Lorsque l’Esprit de Dieu vient apporter la lumière d’un texte que nous n’avions pas encore compris, et que nous nous y opposons parce que cela contredit ce que nous pensions savoir, c’est de l’orgueil. Et l’orgueil devant la Parole de Dieu est une chose sérieuse, parce qu’il nous ferme précisément là où Dieu voulait nous ouvrir.
Demeurer enfant : non pas rester ignorant, mais refuser de se fermer
La pleine connaissance de la Parole de Dieu n’est pas réservée aux plus instruits, aux plus anciens, aux plus titrés.
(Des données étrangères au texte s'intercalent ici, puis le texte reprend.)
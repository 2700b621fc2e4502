//! Aviso de despertar sobre Redis pub/sub: `PUBLISH <canal> <tenant>`.

use async_trait::async_trait;
use fanout_core::{TransportError, WakePublisher};
use log::debug;
use redis::AsyncCommands;

pub struct RedisWakePublisher {
    client: redis::Client,
    channel: String,
}

impl RedisWakePublisher {
    pub fn new(client: redis::Client, channel: impl Into<String>) -> Self {
        Self { client, channel: channel.into() }
    }

    pub fn open(url: &str, channel: impl Into<String>) -> Result<Self, TransportError> {
        let client = redis::Client::open(url).map_err(|e| TransportError::Unavailable(format!("redis open: {e}")))?;
        Ok(Self::new(client, channel))
    }

    pub fn channel(&self) -> &str {
        &self.channel
    }
}

#[async_trait]
impl WakePublisher for RedisWakePublisher {
    async fn publish(&self, tenant: &str) -> Result<(), TransportError> {
        let mut conn = self.client
                           .get_multiplexed_async_connection()
                           .await
                           .map_err(|e| TransportError::Unavailable(format!("redis connect: {e}")))?;
        let receivers: i64 = conn.publish(&self.channel, tenant)
                                 .await
                                 .map_err(|e| TransportError::Unavailable(format!("redis publish: {e}")))?;
        debug!("wake:published tenant={tenant} channel={} receivers={receivers}", self.channel);
        Ok(())
    }
}

#[cfg(test)]
mod tests {
    use super::*;
    use fanout_core::WAKE_CHANNEL;

    #[test]
    fn open_keeps_the_channel() {
        let wake = RedisWakePublisher::open("redis://127.0.0.1:6379", WAKE_CHANNEL).unwrap();
        assert_eq!(wake.channel(), WAKE_CHANNEL);
    }

    #[test]
    fn open_rejects_malformed_url() {
        assert!(matches!(RedisWakePublisher::open("not a url", WAKE_CHANNEL), Err(TransportError::Unavailable(_))));
    }
}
Elle est promise à celui qui reste toute sa vie dans la posture de celui qui apprend encore, réceptif, disponible, sans présomption.
Demeurer comme un enfant devant les Écritures, ce n’est pas rester dans l’ignorance. C’est refuser de se fermer. C’est laisser la Parole nous façonner plutôt que de chercher à la façonner selon ce que nous sommes déjà.
C’est elle qui doit s’inscrire en nous. Ce n’est pas à elle de s’adapter à nous.
L’enfant réceptif et le gardien fidèle des commandements ne sont pas deux figures différentes. Ils sont la même personne, celle qui a compris que la connaissance de Dieu ne s’arrache pas, elle se reçoit.